Saved entries
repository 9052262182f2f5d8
use std::{
    net::SocketAddr,
    path::{Path, PathBuf},
    sync::Arc,
};

use axum::{
    Router,
    extract::DefaultBodyLimit,
    routing::{get, post},
};
use serde::{Deserialize, Serialize};
use tokio::sync::Mutex;
use tower_http::{
    cors::{Any, CorsLayer},
    trace::TraceLayer,
};
use tracing::*;
use uuid::Uuid;

use crate::{
    config::SampleConfig, consts::*, export::Visualizer, parse::pipeline::HtrPipeline,
    parse::render::PdfRasterizer,
};

use super::{handlers, request::MAX_UPLOAD_SIZE};

/// Where and how the web demo listens.
#[derive(Debug, Clone, PartialEq, Serialize, Deserialize)]
#[serde(default)]
pub struct WebConfig {
    /// Port 0 picks a free port on every start.
    pub bind: SocketAddr,
    /// Holds `config.json`, the sample images and the dictionary.
    pub data_dir: PathBuf,
    /// Serve under a random path segment, new on every start.
    pub per_run_path: bool,
}

impl Default for WebConfig {
    fn default() -> Self {
        Self {
            bind: SocketAddr::from(([127, 0, 0, 1], 0)),
            data_dir: PathBuf::from("data"),
            per_run_path: true,
        }
    }
}

impl WebConfig {
    /// Path prefix of every route, `""` when serving at the root.
    pub fn base_path(&self) -> String {
        if self.per_run_path {
            format!("/{}", Uuid::new_v4().simple())
        } else {
            String::new()
        }
    }
}

/// Shared by all handlers.
#[derive(Clone)]
pub struct AppState {
    /// `None` when the models could not be loaded.
    pub pipeline: Option<Arc<Mutex<HtrPipeline>>>,
    /// `None` when PDFium is unavailable.
    pub rasterizer: Option<Arc<PdfRasterizer>>,
    pub visualizer: Arc<Visualizer>,
    pub samples: Arc<SampleConfig>,
    pub data_dir: PathBuf,
    pub base_path: String,
}

impl AppState {
    pub fn new(data_dir: &Path, base_path: String) -> Self {
        Self {
            pipeline: None,
            rasterizer: None,
            visualizer: Arc::new(Visualizer::new(None)),
            samples: Arc::new(SampleConfig::default()),
            data_dir: data_dir.to_path_buf(),
            base_path,
        }
    }

    pub fn with_pipeline(mut self, pipeline: HtrPipeline) -> Self {
        self.pipeline = Some(Arc::new(Mutex::new(pipeline)));
        self
    }

    pub fn with_rasterizer(mut self, rasterizer: PdfRasterizer) -> Self {
        self.rasterizer = Some(Arc::new(rasterizer));
        self
    }

    pub fn with_visualizer(mut self, visualizer: Visualizer) -> Self {
        self.visualizer = Arc::new(visualizer);
        self
    }

    pub fn with_samples(mut self, samples: SampleConfig) -> Self {
        self.samples = Arc::new(samples);
        self
    }

    /// Sample config path inside the data directory.
    pub fn sample_config_path(data_dir: &Path) -> PathBuf {
        data_dir.join(SAMPLE_CONFIG_FILE)
    }
}

pub fn router(state: AppState) -> Router {
    let base_path = state.base_path.clone();

    let api = Router::new()
        .route("/", get(handlers::index))
        .route("/health", get(handlers::health))
        .route("/api/examples", get(handlers::examples))
        .route("/api/image", post(handlers::process_image))
        .route("/api/pdf", post(handlers::process_pdf))
        .layer(DefaultBodyLimit::max(MAX_UPLOAD_SIZE))
        .with_state(state);

    let app = if base_path.is_empty() {
        api
    } else {
        Router::new().nest(&base_path, api)
    };

    app.layer(
        CorsLayer::new()
            .allow_origin(Any)
            .allow_methods(Any)
            .allow_headers(Any),
    )
    .layer(TraceLayer::new_for_http())
}

/// Binds the listener, prints the access URL and serves until the process ends.
pub async fn serve(config: &WebConfig, state: AppState) -> std::io::Result<()> {
    let listener = tokio::net::TcpListener::bind(config.bind).await?;
    let addr = listener.local_addr()?;
    let url = if state.base_path.is_empty() {
        format!("http://{addr}/")
    } else {
        format!("http://{addr}{}", state.base_path)
    };

    info!("web demo listening on {addr}");
    println!("Running on local URL:  {url}");

    axum::serve(listener, router(state)).await
}
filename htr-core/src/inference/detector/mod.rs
mod model;
mod session;

pub use model::*;
pub use session::*;
//! IR Value Representations
//!
//! A [`Value`] is a cheap handle carrying its type and what it refers to:
//! a constant, a global or local variable, an instruction result, a
//! function, or a named reference to another value. Storage for variables,
//! instructions and functions lives in the module; values only hold ids.

use std::fmt;
use std::rc::Rc;
use crate::ir::{BaseKind, Type};

/// Index of a global variable in its module
#[derive(Debug, Clone, Copy, PartialEq, Eq, Hash, PartialOrd, Ord)]
pub struct GlobalId(pub(crate) u32);

/// Index of a function in its module
#[derive(Debug, Clone, Copy, PartialEq, Eq, Hash, PartialOrd, Ord)]
pub struct FuncId(pub(crate) u32);

/// Index of a local variable (parameters first) in its function
#[derive(Debug, Clone, Copy, PartialEq, Eq, Hash, PartialOrd, Ord)]
pub struct LocalId(pub(crate) u32);

/// Index of an instruction in its function's arena
#[derive(Debug, Clone, Copy, PartialEq, Eq, Hash, PartialOrd, Ord)]
pub struct InstId(pub(crate) u32);

macro_rules! impl_index {
    ($($id:ident),*) => {$(
        impl $id {
            pub(crate) fn from_index(index: usize) -> Self {
                Self(index as u32)
            }

            pub fn index(self) -> usize {
                self.0 as usize
            }
        }
    )*};
}

impl_index!(GlobalId, FuncId, LocalId, InstId);

/// Constant payload
#[derive(Debug, Clone, PartialEq)]
pub enum Constant {
    Int8(i8),
    Int16(i16),
    Int32(i32),
    Int64(i64),
    Float32(f32),
    Float64(f64),
    Bool(bool),
    Char(char),
    Str(String),
}

impl Constant {
    pub fn kind(&self) -> BaseKind {
        match self {
            Constant::Int8(_) => BaseKind::Int8,
            Constant::Int16(_) => BaseKind::Int16,
            Constant::Int32(_) => BaseKind::Int32,
            Constant::Int64(_) => BaseKind::Int64,
            Constant::Float32(_) => BaseKind::Float32,
            Constant::Float64(_) => BaseKind::Float64,
            Constant::Bool(_) => BaseKind::Bool,
            Constant::Char(_) => BaseKind::Char,
            Constant::Str(_) => BaseKind::String,
        }
    }
}

impl fmt::Display for Constant {
    fn fmt(&self, f: &mut fmt::Formatter<'_>) -> fmt::Result {
        match self {
            Constant::Int8(v) => write!(f, "{v}"),
            Constant::Int16(v) => write!(f, "{v}"),
            Constant::Int32(v) => write!(f, "{v}"),
            Constant::Int64(v) => write!(f, "{v}"),
            Constant::Float32(v) => write!(f, "{v:?}"),
            Constant::Float64(v) => write!(f, "{v:?}"),
            Constant::Bool(v) => write!(f, "{v}"),
            Constant::Char(v) => write!(f, "{v:?}"),
            Constant::Str(v) => write!(f, "{v:?}"),
        }
    }
}

/// Variable location; `Global` variables live in the module,
/// `Local` ones (including parameters) in a function
#[derive(Debug, Clone, Copy, PartialEq, Eq, Hash)]
pub enum VarRef {
    Global(GlobalId),
    Local(FuncId, LocalId),
}

impl VarRef {
    pub fn is_global(self) -> bool {
        matches!(self, VarRef::Global(_))
    }
}

/// Named alias to another value
#[derive(Debug, Clone, PartialEq)]
pub struct Reference {
    pub name: String,
    pub target: Value,
}

/// What a value refers to
#[derive(Debug, Clone, PartialEq)]
pub enum ValueKind {
    Const(Constant),
    Var(VarRef),
    Inst(FuncId, InstId),
    Func(FuncId),
    Ref(Rc<Reference>),
}

/// IR Value - an operand usable by instructions
#[derive(Debug, Clone, PartialEq)]
pub struct Value {
    kind: ValueKind,
    ty: Type,
}

impl Value {
    pub(crate) fn new(kind: ValueKind, ty: Type) -> Self {
        Self { kind, ty }
    }

    fn constant(value: Constant) -> Self {
        let ty = Type::base(value.kind());
        Self::new(ValueKind::Const(value), ty)
    }

    pub fn const_int8(v: i8) -> Self {
        Self::constant(Constant::Int8(v))
    }

    pub fn const_int16(v: i16) -> Self {
        Self::constant(Constant::Int16(v))
    }

    pub fn const_int32(v: i32) -> Self {
        Self::constant(Constant::Int32(v))
    }

    pub fn const_int64(v: i64) -> Self {
        Self::constant(Constant::Int64(v))
    }

    pub fn const_float32(v: f32) -> Self {
        Self::constant(Constant::Float32(v))
    }

    pub fn const_float64(v: f64) -> Self {
        Self::constant(Constant::Float64(v))
    }

    pub fn const_bool(v: bool) -> Self {
        Self::constant(Constant::Bool(v))
    }

    pub fn const_char(v: char) -> Self {
        Self::constant(Constant::Char(v))
    }

    pub fn const_str(v: impl Into<String>) -> Self {
        Self::constant(Constant::Str(v.into()))
    }

    /// Create a named alias of `target`; same type, no storage of its own
    pub fn reference(target: &Value, name: impl Into<String>) -> Self {
        let reference = Reference { name: name.into(), target: target.clone() };
        Self::new(ValueKind::Ref(Rc::new(reference)), target.ty.clone())
    }

    pub fn ty(&self) -> &Type {
        &self.ty
    }

    pub fn kind(&self) -> &ValueKind {
        &self.kind
    }

    /// Follow reference aliases down to the underlying value
    pub fn resolve(&self) -> &Value {
        let mut value = self;
        while let ValueKind::Ref(reference) = &value.kind {
            value = &reference.target;
        }
        value
    }

    pub fn is_const(&self) -> bool {
        matches!(self.resolve().kind, ValueKind::Const(_))
    }

    pub fn as_const(&self) -> Option<&Constant> {
        match &self.resolve().kind {
            ValueKind::Const(c) => Some(c),
            _ => None,
        }
    }

    pub fn as_var(&self) -> Option<VarRef> {
        match self.resolve().kind {
            ValueKind::Var(var) => Some(var),
            _ => None,
        }
    }

    pub fn as_inst(&self) -> Option<(FuncId, InstId)> {
        match self.resolve().kind {
            ValueKind::Inst(func, inst) => Some((func, inst)),
            _ => None,
        }
    }

    pub fn as_func(&self) -> Option<FuncId> {
        match self.resolve().kind {
            ValueKind::Func(func) => Some(func),
            _ => None,
        }
    }

    /// The function this value is bound to, if it is function-local
    pub(crate) fn owner(&self) -> Option<FuncId> {
        match self.resolve().kind {
            ValueKind::Inst(func, _) | ValueKind::Var(VarRef::Local(func, _)) => Some(func),
            _ => None,
        }
    }
}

What the exercise asks
Repeat exactly the lines from the first line of the records above through the line containing "#[serde(default)]", both included, and nothing else.

Answer to this problem
repository 9052262182f2f5d8
use std::{
    net::SocketAddr,
    path::{Path, PathBuf},
    sync::Arc,
};

use axum::{
    Router,
    extract::DefaultBodyLimit,
    routing::{get, post},
};
use serde::{Deserialize, Serialize};
use tokio::sync::Mutex;
use tower_http::{
    cors::{Any, CorsLayer},
    trace::TraceLayer,
};
use tracing::*;
use uuid::Uuid;

use crate::{
    config::SampleConfig, consts::*, export::Visualizer, parse::pipeline::HtrPipeline,
    parse::render::PdfRasterizer,
};

use super::{handlers, request::MAX_UPLOAD_SIZE};

/// Where and how the web demo listens.
#[derive(Debug, Clone, PartialEq, Serialize, Deserialize)]
#[serde(default)]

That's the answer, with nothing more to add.